128 minutes | Rated: R
LIMITED: Friday, November 7, 2003
WIDER: Friday, November 14, 2003
WIDE: Friday, November 26, 2003
Cast and Crew
Written & directed by Richard CurtisStarring Hugh Grant, Emma Thompson, Alan Rickman, Laura Linney, Colin Firth, Liam Neeson, Martine McCutcheon, Martin Freeman, Joanna Page, Rowan Atkinson, Bill Nighy, Kris Marshall, Andrew Lincoln, Keira Knightley, Chiwetel Ejiofor, Thomas Sangster, Lucia Moniz, Heike Makatsch, Rodrigo Santoro, Billy Bob Thornton, January Jones, Elisha Cuthbert, Shannon Elizabeth, Denise Richards, Claudia Schiffer
"Love Actually" is terminally precious. Chirpy "classic" pop songs populate every third scene. It has no structure, just a jumble of interconnected stories -- some little dramas, some little comedies -- about love, flirtation, courtship and heartbreak, all of which will pay off just in time for a lovely London Christmas.

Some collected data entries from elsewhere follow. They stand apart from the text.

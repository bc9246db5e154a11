// src/aggregate/mod.rs

use serde::Serialize;
use std::cmp::Ordering;
use tracing::{debug, info, instrument, warn};

use crate::config::FailurePolicy;
use crate::error::{ScrapeError, TableSkip};
use crate::fetch::{extract_links, fetch_tables, ClemencyLink, PageSource};
use crate::process::{normalize, reshape, NormalizedRecord, Status};

/// Title stripped from link text to get the presiding official.
pub const TITLE_PREFIX: &str = "President ";

/// Every record folded in so far, sorted by (date, name).
#[derive(Debug, Clone, Default, PartialEq, Eq, Serialize)]
#[serde(transparent)]
pub struct AggregateTable {
    records: Vec<NormalizedRecord>,
}

impl AggregateTable {
    pub fn new() -> Self {
        Self::default()
    }

    /// New snapshot holding `self` plus `records`, fully re-sorted.
    /// Duplicates are kept.
    pub fn fold(self, records: Vec<NormalizedRecord>) -> Self {
        if records.is_empty() {
            return self;
        }
        let mut all = self.records;
        all.extend(records);
        all.sort_by(record_order);
        Self { records: all }
    }

    pub fn records(&self) -> &[NormalizedRecord] {
        &self.records
    }

    pub fn len(&self) -> usize {
        self.records.len()
    }

    pub fn is_empty(&self) -> bool {
        self.records.is_empty()
    }

    /// Records with their dense 0-based position.
    pub fn enumerate(&self) -> impl Iterator<Item = (usize, &NormalizedRecord)> + '_ {
        self.records.iter().enumerate()
    }

    pub fn is_sorted(&self) -> bool {
        self.records
            .windows(2)
            .all(|w| record_order(&w[0], &w[1]) != Ordering::Greater)
    }
}

fn record_order(a: &NormalizedRecord, b: &NormalizedRecord) -> Ordering {
    a.date.cmp(&b.date).then_with(|| a.name.cmp(&b.name))
}

/// Something the run passed over without failing.
#[derive(Debug, Clone, PartialEq, Eq, Serialize)]
pub struct Skipped {
    pub page_url: String,
    /// `None` when the whole page was skipped.
    pub table_index: Option<usize>,
    pub reason: String,
}

#[derive(Debug, Clone, Default, PartialEq, Eq, Serialize)]
pub struct RunReport {
    pub pages_seen: usize,
    pub tables_seen: usize,
    pub skipped_tables: Vec<Skipped>,
    pub skipped_pages: Vec<Skipped>,
}

#[derive(Debug, Clone)]
pub struct RunOutput {
    pub table: AggregateTable,
    pub report: RunReport,
}

/// Drives one status category from directory page to sorted table.
pub struct Aggregator<S> {
    source: S,
    site_root: String,
    policy: FailurePolicy,
}

impl<S: PageSource> Aggregator<S> {
    pub fn new(source: S, site_root: impl Into<String>) -> Self {
        Self {
            source,
            site_root: site_root.into(),
            policy: FailurePolicy::default(),
        }
    }

    pub fn with_policy(mut self, policy: FailurePolicy) -> Self {
        self.policy = policy;
        self
    }

    pub fn run(
        &self,
        directory_url: &str,
        locator: &str,
        status: Status,
    ) -> Result<AggregateTable, ScrapeError> {
        self.run_with_report(directory_url, locator, status)
            .map(|out| out.table)
    }

    #[instrument(level = "info", skip(self), fields(policy = ?self.policy))]
    pub fn run_with_report(
        &self,
        directory_url: &str,
        locator: &str,
        status: Status,
    ) -> Result<RunOutput, ScrapeError> {
        let links = extract_links(&self.source, directory_url, locator, &self.site_root)?;
        info!(pages = links.len(), "discovered document pages");

        let mut table = AggregateTable::new();
        let mut report = RunReport::default();

        for link in &links {
            report.pages_seen += 1;
            match self.page_records(link, status, &mut report) {
                Ok(records) => {
                    debug!(url = %link.target_url, records = records.len(), "folding page");
                    table = table.fold(records);
                }
                Err(e) if e.is_page_level() && self.policy == FailurePolicy::SkipAndReport => {
                    warn!(url = %link.target_url, error = %e, "skipping page");
                    report.skipped_pages.push(Skipped {
                        page_url: link.target_url.clone(),
                        table_index: None,
                        reason: e.to_string(),
                    });
                }
                Err(e) => return Err(e),
            }
        }

        info!(
            records = table.len(),
            skipped_tables = report.skipped_tables.len(),
            skipped_pages = report.skipped_pages.len(),
            "run complete"
        );
        Ok(RunOutput { table, report })
    }

    /// Records from one document page. Table-level problems are logged and
    /// noted in `report`; page-level problems are returned.
    pub fn page_records(
        &self,
        link: &ClemencyLink,
        status: Status,
        report: &mut RunReport,
    ) -> Result<Vec<NormalizedRecord>, ScrapeError> {
        let official = official_from_link_text(&link.link_text);
        let tables = fetch_tables(&self.source, &link.target_url)?;
        report.tables_seen += tables.len();

        let mut records = Vec::new();
        for (idx, raw) in tables.iter().enumerate() {
            let outcome = reshape(raw).map_err(TableSkip::from).and_then(|t| {
                normalize(&t.date_label, &t.names, official, status)
                    .ok_or(TableSkip::UnparsableDate(t.date_label))
            });
            match outcome {
                Ok(mut recs) => records.append(&mut recs),
                Err(skip) => {
                    warn!(url = %link.target_url, table = idx, reason = %skip, "skipping table");
                    report.skipped_tables.push(Skipped {
                        page_url: link.target_url.clone(),
                        table_index: Some(idx),
                        reason: skip.to_string(),
                    });
                }
            }
        }
        Ok(records)
    }
}

/// "President George W. Bush" → "George W. Bush".
pub fn official_from_link_text(text: &str) -> &str {
    text.strip_prefix(TITLE_PREFIX).unwrap_or(text).trim()
}
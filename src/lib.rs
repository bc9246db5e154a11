// src/lib.rs

pub mod aggregate;
pub mod config;
pub mod error;
pub mod fetch;
pub mod output;
pub mod process;

pub use aggregate::{AggregateTable, Aggregator, RunOutput, RunReport};
pub use config::{Config, FailurePolicy};
pub use error::ScrapeError;
pub use fetch::{ClemencyLink, HttpSource, PageSource};
pub use process::{NormalizedRecord, Status};
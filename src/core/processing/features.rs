use ndarray::{Array2, ArrayView3};

use crate::error::Result;

/// Turn an `(height, width, channels)` image into a `width x (height * channels)`
/// feature matrix scaled to `[0, 1]`. Row `w` holds the pixels of column `w`
/// from top to bottom, channels interleaved.
pub fn image_to_features(img: ArrayView3<'_, u8>) -> Result<Array2<f64>> {
    let (rows, cols, channels) = img.dim();
    let data: Vec<f64> = img
        .permuted_axes([1, 0, 2])
        .iter()
        .map(|&v| f64::from(v) / 255.0)
        .collect();
    Ok(Array2::from_shape_vec((cols, rows * channels), data)?)
}

#[cfg(test)]
mod tests {
    use super::*;
    use ndarray::Array3;

    #[test]
    fn columns_become_rows() {
        // 2 rows x 3 cols grayscale
        let img = Array3::from_shape_vec((2, 3, 1), vec![0, 51, 102, 153, 204, 255]).unwrap();
        let f = image_to_features(img.view()).unwrap();
        assert_eq!(f.dim(), (3, 2));
        assert_eq!(f[[0, 0]], 0.0);
        assert_eq!(f[[0, 1]], 0.6);
        assert_eq!(f[[2, 0]], 0.4);
        assert_eq!(f[[2, 1]], 1.0);
    }

    #[test]
    fn channels_interleave_per_pixel() {
        let img = Array3::from_shape_fn((2, 1, 3), |(r, _, ch)| (r * 3 + ch) as u8 * 51);
        let f = image_to_features(img.view()).unwrap();
        assert_eq!(f.dim(), (1, 6));
        let row: Vec<f64> = f.row(0).to_vec();
        assert_eq!(row, vec![0.0, 0.2, 0.4, 0.6, 0.8, 1.0]);
    }
}
use ndarray::{Array3, ArrayView3, s};
use tracing::debug;

use crate::io::BoundingBox;

/// Copy `img[top..bottom, left..right]`, clamping all bounds to the image.
pub fn crop(img: ArrayView3<'_, u8>, top: i64, bottom: i64, left: i64, right: i64) -> Array3<u8> {
    let (rows, cols, _) = img.dim();
    let clamp = |v: i64, max: usize| v.clamp(0, max as i64) as usize;
    let (t, b) = (clamp(top, rows), clamp(bottom, rows));
    let (l, r) = (clamp(left, cols), clamp(right, cols));
    img.slice(s![t..b.max(t), l..r.max(l), ..]).to_owned()
}

pub fn crop_to_bbox(img: ArrayView3<'_, u8>, bbox: &BoundingBox) -> Array3<u8> {
    crop(img, bbox.ymin, bbox.ymax, bbox.xmin, bbox.xmax)
}

/// Mirror left to right.
pub fn flip_lr(img: ArrayView3<'_, u8>) -> Array3<u8> {
    img.slice(s![.., ..;-1, ..]).to_owned()
}

/// Four corner crops and the center crop, followed by the mirror of each.
pub fn ten_crops(img: ArrayView3<'_, u8>, crop_size: usize) -> Vec<Array3<u8>> {
    let (rows, cols, _) = img.dim();
    let (h, w, c) = (rows as i64, cols as i64, crop_size as i64);

    let center_left = (w as f64 / 2.0 - c as f64 / 2.0).max(0.0) as i64;
    let center_top = (h as f64 / 2.0 - c as f64 / 2.0).max(0.0) as i64;

    debug!("Ten-crop {}x{} with crop size {}", cols, rows, crop_size);

    let unflipped = [
        crop(img, 0, c, 0, c),
        crop(img, 0, c, w - c, w),
        crop(img, h - c, h, 0, c),
        crop(img, h - c, h, w - c, w),
        crop(img, center_top, center_top + c, center_left, center_left + c),
    ];
    let flipped: Vec<Array3<u8>> = unflipped.iter().map(|im| flip_lr(im.view())).collect();

    unflipped.into_iter().chain(flipped).collect()
}

#[cfg(test)]
mod tests {
    use super::*;

    fn ramp(rows: usize, cols: usize) -> Array3<u8> {
        Array3::from_shape_fn((rows, cols, 1), |(r, c, _)| (r * cols + c) as u8)
    }

    #[test]
    fn crop_clamps_out_of_range_bounds() {
        let img = ramp(4, 5);
        let out = crop(img.view(), -3, 2, 3, 99);
        assert_eq!(out.dim(), (2, 2, 1));
        assert_eq!(out[[0, 0, 0]], 3);
        assert_eq!(out[[1, 1, 0]], 9);
    }

    #[test]
    fn inverted_bounds_give_empty_crop() {
        let img = ramp(4, 5);
        assert_eq!(crop(img.view(), 3, 1, 0, 5).dim(), (0, 5, 1));
    }

    #[test]
    fn bbox_crop_uses_xy_order() {
        let img = ramp(6, 6);
        let b = BoundingBox {
            xmin: 1,
            ymin: 2,
            xmax: 4,
            ymax: 3,
        };
        let out = crop_to_bbox(img.view(), &b);
        assert_eq!(out.dim(), (1, 3, 1));
        assert_eq!(out[[0, 0, 0]], 13);
    }

    #[test]
    fn flip_reverses_columns() {
        let img = ramp(1, 3);
        let out = flip_lr(img.view());
        assert_eq!(out.iter().copied().collect::<Vec<_>>(), vec![2, 1, 0]);
    }

    #[test]
    fn ten_crops_are_corners_center_then_mirrors() {
        let img = ramp(6, 8);
        let crops = ten_crops(img.view(), 4);
        assert_eq!(crops.len(), 10);
        assert!(crops.iter().all(|c| c.dim() == (4, 4, 1)));
        // top-left, top-right, bottom-left, bottom-right, center
        assert_eq!(crops[0][[0, 0, 0]], 0);
        assert_eq!(crops[1][[0, 0, 0]], 4);
        assert_eq!(crops[2][[0, 0, 0]], 16);
        assert_eq!(crops[3][[0, 0, 0]], 20);
        assert_eq!(crops[4][[0, 0, 0]], 10);
        for i in 0..5 {
            assert_eq!(crops[i + 5], flip_lr(crops[i].view()));
        }
    }
}
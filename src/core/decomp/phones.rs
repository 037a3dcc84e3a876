use std::io::BufRead;
use std::path::Path;

use tracing::info;

use crate::error::{Error, Result};

/// One output column: the phone it belongs to and its PDF index.
#[derive(Debug, Clone, PartialEq, Eq)]
pub struct PdfEntry {
    pub symbol: String,
    pub pdf: usize,
    /// Position within the run of consecutive lines for the same phone
    pub pdf_class: usize,
}

/// `phone pdf-id` table listing every PDF of the model.
#[derive(Debug, Clone, Default)]
pub struct PhoneList {
    entries: Vec<PdfEntry>,
    max_pdf_class: usize,
}

impl PhoneList {
    pub fn open(path: &Path) -> Result<Self> {
        let file = std::fs::File::open(path)?;
        let list = Self::parse(std::io::BufReader::new(file), path)?;
        info!(
            "Phone list {:?}: {} pdfs, max pdf-class {}",
            path,
            list.len(),
            list.max_pdf_class()
        );
        Ok(list)
    }

    pub fn parse<R: BufRead>(reader: R, path: &Path) -> Result<Self> {
        let mut list = PhoneList::default();
        let mut prev: Option<String> = None;
        let mut pdf_class = 0;

        for (n, line) in reader.lines().enumerate() {
            let line = line?;
            let mut fields = line.split_whitespace();
            let Some(symbol) = fields.next() else {
                continue;
            };
            let pdf = fields
                .next()
                .ok_or_else(|| Error::parse(path, n + 1, "missing pdf id"))?;
            let pdf = pdf
                .parse::<usize>()
                .map_err(|e| Error::parse(path, n + 1, format!("bad pdf id {:?}: {}", pdf, e)))?;

            if prev.as_deref() == Some(symbol) {
                pdf_class += 1;
            } else {
                pdf_class = 0;
                prev = Some(symbol.to_string());
            }
            list.max_pdf_class = list.max_pdf_class.max(pdf_class);
            list.entries.push(PdfEntry {
                symbol: symbol.to_string(),
                pdf,
                pdf_class,
            });
        }
        Ok(list)
    }

    pub fn entries(&self) -> &[PdfEntry] {
        &self.entries
    }

    /// Number of PDFs, one per line.
    pub fn len(&self) -> usize {
        self.entries.len()
    }

    pub fn is_empty(&self) -> bool {
        self.entries.is_empty()
    }

    pub fn max_pdf_class(&self) -> usize {
        self.max_pdf_class
    }
}

#[cfg(test)]
mod tests {
    use super::*;

    #[test]
    fn pdf_classes_count_within_runs() {
        let text = "SIL 0\nSIL 1\na 2\n日 3\n日 4\n日 5\nSIL 6\n";
        let list = PhoneList::parse(text.as_bytes(), Path::new("p")).unwrap();
        let classes: Vec<usize> = list.entries().iter().map(|e| e.pdf_class).collect();
        assert_eq!(classes, vec![0, 1, 0, 0, 1, 2, 0]);
        assert_eq!(list.max_pdf_class(), 2);
        assert_eq!(list.len(), 7);
    }

    #[test]
    fn bad_pdf_id_is_reported_with_line() {
        let err = PhoneList::parse("a 0\nb x\n".as_bytes(), Path::new("p")).unwrap_err();
        assert!(matches!(err, Error::Parse { line: 2, .. }));
        let err = PhoneList::parse("a\n".as_bytes(), Path::new("p")).unwrap_err();
        assert!(matches!(err, Error::Parse { line: 1, .. }));
    }
}
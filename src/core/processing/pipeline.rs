use std::path::Path;

use ndarray::{Array2, Array3};
use tracing::debug;

use crate::core::processing::crop::{crop_to_bbox, ten_crops};
use crate::core::processing::features::image_to_features;
use crate::core::processing::resize::{
    fixed_height_dimensions, resize_image, short_side_dimensions,
};
use crate::error::{Error, Result};
use crate::io::{load_gray, load_rgb, read_bbox};

/// Grayscale line image scaled to `scale_size` rows, as a feature matrix.
pub fn line_image_features(image_path: &Path, scale_size: usize) -> Result<Array2<f64>> {
    let img = load_gray(image_path)?;
    let (rows, cols, _) = img.dim();
    let (new_cols, new_rows) = fixed_height_dimensions(cols, rows, scale_size);
    let scaled = resize_image(img.view(), new_cols, new_rows)?;
    image_to_features(scaled.view())
}

fn ensure_not_empty(img: &Array3<u8>, image_path: &Path) -> Result<()> {
    let (rows, cols, _) = img.dim();
    if rows == 0 || cols == 0 {
        return Err(Error::EmptyImage(image_path.to_path_buf()));
    }
    Ok(())
}

/// RGB image cropped to its annotated bounding box, as a feature matrix.
pub fn bbox_image_features(image_path: &Path, bbox_path: &Path) -> Result<Array2<f64>> {
    let img = load_rgb(image_path)?;
    let bbox = read_bbox(bbox_path)?;
    let cropped = crop_to_bbox(img.view(), &bbox);
    debug!("{:?}: bbox {:?} -> {:?}", image_path, bbox, cropped.dim());
    ensure_not_empty(&cropped, image_path)?;
    image_to_features(cropped.view())
}

/// Bounding-box crop rescaled to `scale_size` on the short side, then cut
/// into ten `crop_size` squares; one feature matrix per crop.
pub fn ten_crop_features(
    image_path: &Path,
    bbox_path: &Path,
    scale_size: usize,
    crop_size: usize,
) -> Result<Vec<Array2<f64>>> {
    let img = load_rgb(image_path)?;
    let bbox = read_bbox(bbox_path)?;
    let cropped = crop_to_bbox(img.view(), &bbox);
    ensure_not_empty(&cropped, image_path)?;
    let (rows, cols, _) = cropped.dim();
    let (new_cols, new_rows) = short_side_dimensions(cols, rows, scale_size);
    let scaled = resize_image(cropped.view(), new_cols, new_rows)?;

    ten_crops(scaled.view(), crop_size)
        .iter()
        .map(|c| image_to_features(c.view()))
        .collect()
}
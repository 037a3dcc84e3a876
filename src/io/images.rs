use std::path::Path;

use image::ImageReader;
use ndarray::Array3;
use tracing::debug;

use crate::error::{Error, Result};

/// Decode by content, falling back to the extension. Some ImageNet `.JPEG`
/// files hold PNG data.
fn decode(path: &Path) -> Result<image::DynamicImage> {
    Ok(ImageReader::open(path)?.with_guessed_format()?.decode()?)
}

/// Decode an image as 8-bit grayscale, shaped `(height, width, 1)`.
pub fn load_gray(path: &Path) -> Result<Array3<u8>> {
    let img = decode(path)?.to_luma8();
    let (w, h) = img.dimensions();
    to_array(path, h as usize, w as usize, 1, img.into_raw())
}

/// Decode an image as 8-bit RGB, shaped `(height, width, 3)`. Grayscale
/// sources are replicated into all three channels.
pub fn load_rgb(path: &Path) -> Result<Array3<u8>> {
    let img = decode(path)?.to_rgb8();
    let (w, h) = img.dimensions();
    to_array(path, h as usize, w as usize, 3, img.into_raw())
}

fn to_array(path: &Path, h: usize, w: usize, c: usize, raw: Vec<u8>) -> Result<Array3<u8>> {
    if h == 0 || w == 0 {
        return Err(Error::EmptyImage(path.to_path_buf()));
    }
    debug!("Loaded {:?}: {}x{}x{}", path, w, h, c);
    Ok(Array3::from_shape_vec((h, w, c), raw)?)
}
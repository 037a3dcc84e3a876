use std::collections::{BTreeSet, HashMap};
use std::io::BufRead;
use std::path::Path;

use tracing::{debug, info};

use crate::error::Result;
use crate::types::{DecompVariant, GraphemePosition};

/// Keystroke prefixes of lexicon entries that are not input-method decompositions.
const SKIPPED_PREFIXES: [&str; 2] = ["yyy", "z"];

/// A grapheme ID is keyed by its keystroke, plus its position in the
/// positional variant.
pub type GraphemeKey = (String, Option<GraphemePosition>);

#[derive(Debug, Clone, PartialEq, Eq)]
pub struct Decomposition {
    /// Grapheme IDs in keystroke order
    pub graphemes: Vec<usize>,
    /// Number of earlier entries sharing the same keystroke set
    pub disambig: usize,
}

/// Character decompositions with their grapheme and disambiguation tables.
#[derive(Debug, Clone)]
pub struct Lexicon {
    variant: DecompVariant,
    grapheme_ids: HashMap<GraphemeKey, usize>,
    grapheme_counts: Vec<usize>,
    entries: HashMap<String, Decomposition>,
    num_disambig: usize,
}

impl Lexicon {
    pub fn open(path: &Path, variant: DecompVariant) -> Result<Self> {
        let file = std::fs::File::open(path)?;
        let lexicon = Self::parse(std::io::BufReader::new(file), variant)?;
        info!(
            "Lexicon {:?}: {} characters, {} graphemes, {} disambiguation ids",
            path,
            lexicon.num_characters(),
            lexicon.num_graphemes(),
            lexicon.num_disambig()
        );
        Ok(lexicon)
    }

    /// Parse `keystroke... character` lines.
    pub fn parse<R: BufRead>(reader: R, variant: DecompVariant) -> Result<Self> {
        let mut lexicon = Lexicon {
            variant,
            grapheme_ids: HashMap::new(),
            grapheme_counts: Vec::new(),
            entries: HashMap::new(),
            num_disambig: 0,
        };
        let mut bag_counts: HashMap<BTreeSet<String>, usize> = HashMap::new();

        for line in reader.lines() {
            let line = line?;
            let tokens: Vec<&str> = line.split_whitespace().collect();
            let Some((character, keystrokes)) = tokens.split_last() else {
                continue;
            };
            let joined = keystrokes.concat();
            if SKIPPED_PREFIXES.iter().any(|p| joined.starts_with(p)) {
                debug!("Skipping non-decomposition entry for {}", character);
                continue;
            }

            let graphemes = keystrokes
                .iter()
                .enumerate()
                .map(|(i, key)| {
                    let position = match variant {
                        DecompVariant::Plain => None,
                        DecompVariant::Positional => Some(GraphemePosition::of(i, keystrokes.len())),
                    };
                    lexicon.intern((key.to_string(), position))
                })
                .collect();

            let bag: BTreeSet<String> = keystrokes.iter().map(|k| k.to_string()).collect();
            let seen = bag_counts.entry(bag).or_insert(0);
            *seen += 1;
            lexicon.num_disambig = lexicon.num_disambig.max(*seen);

            lexicon.entries.insert(
                character.to_string(),
                Decomposition {
                    graphemes,
                    disambig: *seen - 1,
                },
            );
        }
        Ok(lexicon)
    }

    fn intern(&mut self, key: GraphemeKey) -> usize {
        let next = self.grapheme_ids.len();
        let id = *self.grapheme_ids.entry(key).or_insert(next);
        if id == self.grapheme_counts.len() {
            self.grapheme_counts.push(0);
        }
        self.grapheme_counts[id] += 1;
        id
    }

    pub fn variant(&self) -> DecompVariant {
        self.variant
    }

    pub fn get(&self, character: &str) -> Option<&Decomposition> {
        self.entries.get(character)
    }

    pub fn contains(&self, character: &str) -> bool {
        self.entries.contains_key(character)
    }

    pub fn grapheme_id(&self, key: &str, position: Option<GraphemePosition>) -> Option<usize> {
        self.grapheme_ids.get(&(key.to_string(), position)).copied()
    }

    /// Number of times grapheme `id` occurs across accepted entries.
    pub fn grapheme_count(&self, id: usize) -> usize {
        self.grapheme_counts.get(id).copied().unwrap_or(0)
    }

    pub fn num_graphemes(&self) -> usize {
        self.grapheme_counts.len()
    }

    pub fn num_disambig(&self) -> usize {
        self.num_disambig
    }

    pub fn num_characters(&self) -> usize {
        self.entries.len()
    }
}
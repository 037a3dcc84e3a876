//! Shared types and enums used across featprep.
//! Includes the dataset splits (`IamSplit`, `ImageNetSplit`), the
//! decomposition variant (`DecompVariant`) and `GraphemePosition`.
use clap::ValueEnum;
use serde::{Deserialize, Serialize};

/// Subsets of the IAM large writer-independent text line task.
#[derive(Copy, Clone, PartialEq, Eq, PartialOrd, Ord, ValueEnum, Debug, Serialize, Deserialize)]
#[serde(rename_all = "lowercase")]
pub enum IamSplit {
    Trainset,
    Testset,
    Validationset1,
    Validationset2,
}

impl IamSplit {
    /// File stem of the split's line list.
    pub fn list_name(&self) -> &'static str {
        match self {
            IamSplit::Trainset => "trainset",
            IamSplit::Testset => "testset",
            IamSplit::Validationset1 => "validationset1",
            IamSplit::Validationset2 => "validationset2",
        }
    }
}

impl std::fmt::Display for IamSplit {
    fn fmt(&self, f: &mut std::fmt::Formatter<'_>) -> std::fmt::Result {
        write!(f, "{}", self.list_name())
    }
}

#[derive(Copy, Clone, PartialEq, Eq, PartialOrd, Ord, ValueEnum, Debug, Serialize, Deserialize)]
#[serde(rename_all = "lowercase")]
pub enum ImageNetSplit {
    Train,
    Test,
}

impl std::fmt::Display for ImageNetSplit {
    fn fmt(&self, f: &mut std::fmt::Formatter<'_>) -> std::fmt::Result {
        match self {
            ImageNetSplit::Train => write!(f, "train"),
            ImageNetSplit::Test => write!(f, "test"),
        }
    }
}

/// How grapheme IDs are assigned when building the decomposition matrix.
#[derive(Copy, Clone, PartialEq, Eq, PartialOrd, Ord, ValueEnum, Debug, Serialize, Deserialize)]
#[serde(rename_all = "lowercase")]
pub enum DecompVariant {
    /// One ID per keystroke symbol.
    Plain,
    /// One ID per (keystroke, begin/middle/end position) pair.
    Positional,
}

impl std::fmt::Display for DecompVariant {
    fn fmt(&self, f: &mut std::fmt::Formatter<'_>) -> std::fmt::Result {
        match self {
            DecompVariant::Plain => write!(f, "plain"),
            DecompVariant::Positional => write!(f, "positional"),
        }
    }
}

/// Position of a keystroke inside a character's decomposition.
#[derive(Copy, Clone, PartialEq, Eq, PartialOrd, Ord, Hash, Debug, Serialize, Deserialize)]
pub enum GraphemePosition {
    Begin,
    Middle,
    End,
}

impl GraphemePosition {
    /// Index 0 is Begin, the last index of a sequence longer than one is End,
    /// everything else is Middle.
    pub fn of(index: usize, len: usize) -> Self {
        if index == 0 {
            GraphemePosition::Begin
        } else if index + 1 == len {
            GraphemePosition::End
        } else {
            GraphemePosition::Middle
        }
    }
}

It's the kind of pandering, populist movie in which Hugh Grant, playing the prime minister of England, joyously shakes his booty to The Pointer Sisters' "Jump (For My Love)" until he suddenly, to his great embarrassment, realizes he's being watched. It offers no real surprises except in how and when it reveals the inevitable six degrees of separation between each anecdotal yarn -- none of which has enough substance to ever stand on its own (nor would you want them to!).
And yet, you'd have to be a terrible grump to not like "Love Actually" at least a little.
Written and directed by Richard Curtis -- the driving force behind "Four Weddings and a Funeral," "Notting Hill" and "Bridget Jones's Diary" -- some of the movie's innocuous but maddeningly endearing tales are sweetly clever: One follows a miserable novelist and victim of infidelity (Colin Firth) to France, where through subtitles we come to realize that he and his Portuguese housekeeper (Lucia Moniz) understand each other better than they think as their falling in love is frustrated by lack of a common language.
Others angle for poignant comedy: A new widower (Liam Neeson) coaches his overly articulate young stepson (Thomas Sangster) through his first crush. Meanwhile the best man from a first-reel wedding (Andrew Lincoln) secretly pines for his best friend's new bride (Keira Knightly).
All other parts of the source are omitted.